_TASK STATEMENT_. Each line of the material below with the word "SessionTarget" is to be reported.

-=-=-

//! Invocation parameters and the transport each invocation resolves to.

use std::fmt;
use std::path::PathBuf;

use serde::{Deserialize, Deserializer};

use crate::config::DEFAULT_PORT;
use crate::error::FactsError;

/// Parameters supplied by the caller. Immutable once bound.
#[derive(Clone, PartialEq, Eq, Deserialize)]
#[serde(deny_unknown_fields)]
pub struct InvocationParameters {
    pub host: String,
    #[serde(default = "default_user")]
    pub user: String,
    /// Absent means key-based (agent or key file) authentication.
    #[serde(default)]
    pub passwd: Option<String>,
    /// Presence selects the console bootstrap transport.
    #[serde(default)]
    pub console: Option<String>,
    #[serde(default)]
    pub savedir: Option<PathBuf>,
    #[serde(default)]
    pub logfile: Option<PathBuf>,
    #[serde(default = "default_port", deserialize_with = "deserialize_port")]
    pub port: u16,
}

/// Login identity of the current OS user, or empty when it cannot be determined.
pub fn default_user() -> String {
    ["USER", "LOGNAME"]
        .iter()
        .filter_map(|key| std::env::var(key).ok())
        .find(|value| !value.trim().is_empty())
        .unwrap_or_default()
}

pub fn default_port() -> u16 {
    DEFAULT_PORT
}

#[derive(Deserialize)]
#[serde(untagged)]
enum PortValue {
    Number(u64),
    Text(String),
}

fn deserialize_port<'de, D>(deserializer: D) -> Result<u16, D::Error>
where
    D: Deserializer<'de>,
{
    use serde::de::Error;

    let raw = match PortValue::deserialize(deserializer)? {
        PortValue::Number(n) => n,
        PortValue::Text(s) => s
            .trim()
            .parse::<u64>()
            .map_err(|_| D::Error::custom(format!("invalid port: {:?}", s)))?,
    };
    u16::try_from(raw)
        .ok()
        .filter(|p| *p != 0)
        .ok_or_else(|| D::Error::custom(format!("port out of range: {}", raw)))
}

impl InvocationParameters {
    /// Minimal parameter set for `host`, everything else defaulted.
    pub fn for_host(host: impl Into<String>) -> Self {
        Self {
            host: host.into(),
            user: default_user(),
            passwd: None,
            console: None,
            savedir: None,
            logfile: None,
            port: DEFAULT_PORT,
        }
    }

    /// Treat empty optional values as absent and check the required ones.
    pub fn normalized(mut self) -> Result<Self, FactsError> {
        self.host = self.host.trim().to_string();
        if self.host.is_empty() {
            return Err(FactsError::Params("host is required".to_string()));
        }

        if self.user.trim().is_empty() {
            self.user = default_user();
        }
        if self.user.is_empty() {
            return Err(FactsError::Params(
                "user not given and the current OS user cannot be determined".to_string(),
            ));
        }

        self.passwd = self.passwd.filter(|p| !p.is_empty());
        self.console = self.console.filter(|c| !c.trim().is_empty());
        self.savedir = self.savedir.filter(|p| !p.as_os_str().is_empty());
        self.logfile = self.logfile.filter(|p| !p.as_os_str().is_empty());
        Ok(self)
    }
}

impl fmt::Debug for InvocationParameters {
    fn fmt(&self, f: &mut fmt::Formatter<'_>) -> fmt::Result {
        f.debug_struct("InvocationParameters")
            .field("host", &self.host)
            .field("user", &self.user)
            .field("passwd", &self.passwd.as_ref().map(|_| "********"))
            .field("console", &self.console)
            .field("savedir", &self.savedir)
            .field("logfile", &self.logfile)
            .field("port", &self.port)
            .finish()
    }
}

/// Connection details for the managed NETCONF session.
#[derive(Clone, PartialEq, Eq)]
pub struct SessionTarget {
    pub host: String,
    pub user: String,
    pub passwd: Option<String>,
    pub port: u16,
}

impl fmt::Debug for SessionTarget {
    fn fmt(&self, f: &mut fmt::Formatter<'_>) -> fmt::Result {
        f.debug_struct("SessionTarget")
            .field("host", &self.host)
            .field("user", &self.user)
            .field("passwd", &self.passwd.as_ref().map(|_| "********"))
            .field("port", &self.port)
            .finish()
    }
}

/// Inputs to the console bootstrap utility.
#[derive(Clone, PartialEq, Eq)]
pub struct ConsoleTarget {
    pub host: String,
    pub user: String,
    pub passwd: Option<String>,
    pub console: String,
    pub savedir: Option<PathBuf>,
    pub logfile: Option<PathBuf>,
}

impl fmt::Debug for ConsoleTarget {
    fn fmt(&self, f: &mut fmt::Formatter<'_>) -> fmt::Result {
        f.debug_struct("ConsoleTarget")
            .field("host", &self.host)
            .field("user", &self.user)
            .field("passwd", &self.passwd.as_ref().map(|_| "********"))
            .field("console", &self.console)
            .field("savedir", &self.savedir)
            .field("logfile", &self.logfile)
            .finish()
    }
}

/// The single retrieval strategy an invocation uses.
#[derive(Debug, Clone, PartialEq, Eq)]
pub enum Transport {
    ManagedSession(SessionTarget),
    ConsoleBootstrap(ConsoleTarget),
}

impl Transport {
    /// Console bootstrap when a console target is given, managed session otherwise.
    pub fn select(params: &InvocationParameters) -> Self {
        match params.console.as_deref().filter(|c| !c.trim().is_empty()) {
            Some(console) => Self::ConsoleBootstrap(ConsoleTarget {
                host: params.host.clone(),
                user: params.user.clone(),
                passwd: params.passwd.clone(),
                console: console.to_string(),
                savedir: params.savedir.clone(),
                logfile: params.logfile.clone(),
            }),
            None => Self::ManagedSession(SessionTarget {
                host: params.host.clone(),
                user: params.user.clone(),
                passwd: params.passwd.clone(),
                port: params.port,
            }),
        }
    }

    pub fn name(&self) -> &'static str {
        match self {
            Self::ManagedSession(_) => "managed-session",
            Self::ConsoleBootstrap(_) => "console-bootstrap",
        }
    }
}

#[cfg(test)]
mod tests {
    use super::*;

    fn params(console: Option<&str>) -> InvocationParameters {
        InvocationParameters {
            user: "root".to_string(),
            console: console.map(str::to_string),
            ..InvocationParameters::for_host("r1")
        }
    }

    #[test]
    fn selects_managed_session_without_console() {
        match Transport::select(&params(None)) {
            Transport::ManagedSession(target) => {
                assert_eq!(target.host, "r1");
                assert_eq!(target.port, 830);
            }
            other => panic!("unexpected transport: {:?}", other),
        }
    }

    #[test]
    fn selects_console_bootstrap_with_console() {
        match Transport::select(&params(Some("--telnet=ts,7000"))) {
            Transport::ConsoleBootstrap(target) => {
                assert_eq!(target.console, "--telnet=ts,7000");
                assert_eq!(target.host, "r1");
            }
            other => panic!("unexpected transport: {:?}", other),
        }
    }

    #[test]
    fn empty_console_selects_managed_session() {
        assert_eq!(Transport::select(&params(Some(""))).name(), "managed-session");
        assert_eq!(Transport::select(&params(Some("   "))).name(), "managed-session");
    }

    #[test]
    fn normalized_drops_empty_optionals() {
        let p = InvocationParameters {
            passwd: Some(String::new()),
            console: Some(String::new()),
            savedir: Some(PathBuf::new()),
            ..params(None)
        }
        .normalized()
        .unwrap();
        assert_eq!(p.passwd, None);
        assert_eq!(p.console, None);
        assert_eq!(p.savedir, None);
    }

    #[test]
    fn normalized_rejects_missing_host() {
        let err = InvocationParameters {
            host: "  ".to_string(),
            ..params(None)
        }
        .normalized()
        .unwrap_err();
        assert!(err.to_string().contains("host is required"));
    }

    #[test]
    fn port_accepts_number_or_string() {
        let p: InvocationParameters =
            serde_json::from_str(r#"{"host": "r1", "user": "u", "port": "2222"}"#).unwrap();
        assert_eq!(p.port, 2222);
        let p: InvocationParameters =
            serde_json::from_str(r#"{"host": "r1", "user": "u", "port": 22}"#).unwrap();
        assert_eq!(p.port, 22);
        assert!(serde_json::from_str::<InvocationParameters>(
            r#"{"host": "r1", "user": "u", "port": 70000}"#
        )
        .is_err());
    }

    #[test]
    fn debug_masks_password() {
        let p = InvocationParameters {
            passwd: Some("s3cret".to_string()),
            ..params(None)
        };
        let rendered = format!("{:?}", p);
        assert!(!rendered.contains("s3cret"));
        assert!(rendered.contains("********"));
    }
}
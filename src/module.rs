//! Module entry: bind parameters, retrieve facts over the selected transport,
//! persist them, and report the outcome through an injected [`ModuleIo`].

use std::io::Write;

use anyhow::{anyhow, Result};
use tracing::{error, info};

use crate::app::cli::Args;
use crate::config::types::{InvocationParameters, Transport};
use crate::error::FactsError;
use crate::facts::types::FailureResult;
use crate::facts::{normalize, save_facts, ExecutionResult};
use crate::transport::{retrieve_console, retrieve_managed, BootstrapUtility, SessionClient};

/// Parameter binding and result reporting for one invocation.
pub trait ModuleIo {
    fn params(&self) -> Result<InvocationParameters, FactsError>;

    fn exit_json(&mut self, result: &ExecutionResult) -> Result<()>;

    fn fail_json(&mut self, msg: &str) -> Result<()>;
}

/// Parameters from the command line, result documents on a writer (stdout in
/// the binary).
pub struct StdioModule<W: Write> {
    args: Args,
    out: W,
}

impl<W: Write> StdioModule<W> {
    pub fn new(args: Args, out: W) -> Self {
        Self { args, out }
    }

    fn emit<T: serde::Serialize>(&mut self, document: &T) -> Result<()> {
        serde_json::to_writer(&mut self.out, document)?;
        writeln!(self.out)?;
        self.out.flush()?;
        Ok(())
    }
}

impl<W: Write> ModuleIo for StdioModule<W> {
    fn params(&self) -> Result<InvocationParameters, FactsError> {
        self.args.params()
    }

    fn exit_json(&mut self, result: &ExecutionResult) -> Result<()> {
        self.emit(result)
    }

    fn fail_json(&mut self, msg: &str) -> Result<()> {
        self.emit(&FailureResult::new(msg))
    }
}

/// Retrieve facts for one invocation. Every error is fatal; nothing is retried.
pub async fn run(
    params: &InvocationParameters,
    client: &dyn SessionClient,
    utility: &dyn BootstrapUtility,
) -> Result<ExecutionResult, FactsError> {
    let transport = Transport::select(params);
    info!("Retrieving facts from {} via {}", params.host, transport.name());

    let (result, from_console) = match transport {
        Transport::ManagedSession(target) => {
            let mut facts = retrieve_managed(client, &target).await?;
            normalize(&mut facts);
            (ExecutionResult::new(facts), false)
        }
        // Console facts are passed through with their original key names.
        Transport::ConsoleBootstrap(target) => {
            let (facts, args) = retrieve_console(utility, &target).await?;
            (ExecutionResult::new(facts).with_args(args), true)
        }
    };

    if let Some(savedir) = &params.savedir {
        if from_console && !result.facts.contains_key("hostname") {
            return Err(FactsError::Persistence(anyhow!(
                "bootstrap utility returned facts without a hostname"
            )));
        }
        save_facts(savedir, &result.facts)
            .await
            .map_err(FactsError::Persistence)?;
    }

    Ok(result)
}

/// Bind, run, and report. Returns true when a success document was emitted.
pub async fn execute(
    io: &mut dyn ModuleIo,
    client: &dyn SessionClient,
    utility: &dyn BootstrapUtility,
) -> bool {
    let outcome = match io.params() {
        Ok(params) => run(&params, client, utility).await,
        Err(e) => Err(e),
    };

    let reported = match &outcome {
        Ok(result) => io.exit_json(result),
        Err(e) => {
            if e.is_dependency_missing() {
                error!("Pre-flight check failed: {}", e);
            } else {
                error!("{}", e);
            }
            io.fail_json(&e.to_string())
        }
    };

    if let Err(e) = reported {
        error!("Failed to write result: {:#}", e);
        return false;
    }
    outcome.is_ok()
}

-=-=-

_SOLUTION_.
pub struct SessionTarget {
impl fmt::Debug for SessionTarget {
        f.debug_struct("SessionTarget")
    ManagedSession(SessionTarget),
            None => Self::ManagedSession(SessionTarget {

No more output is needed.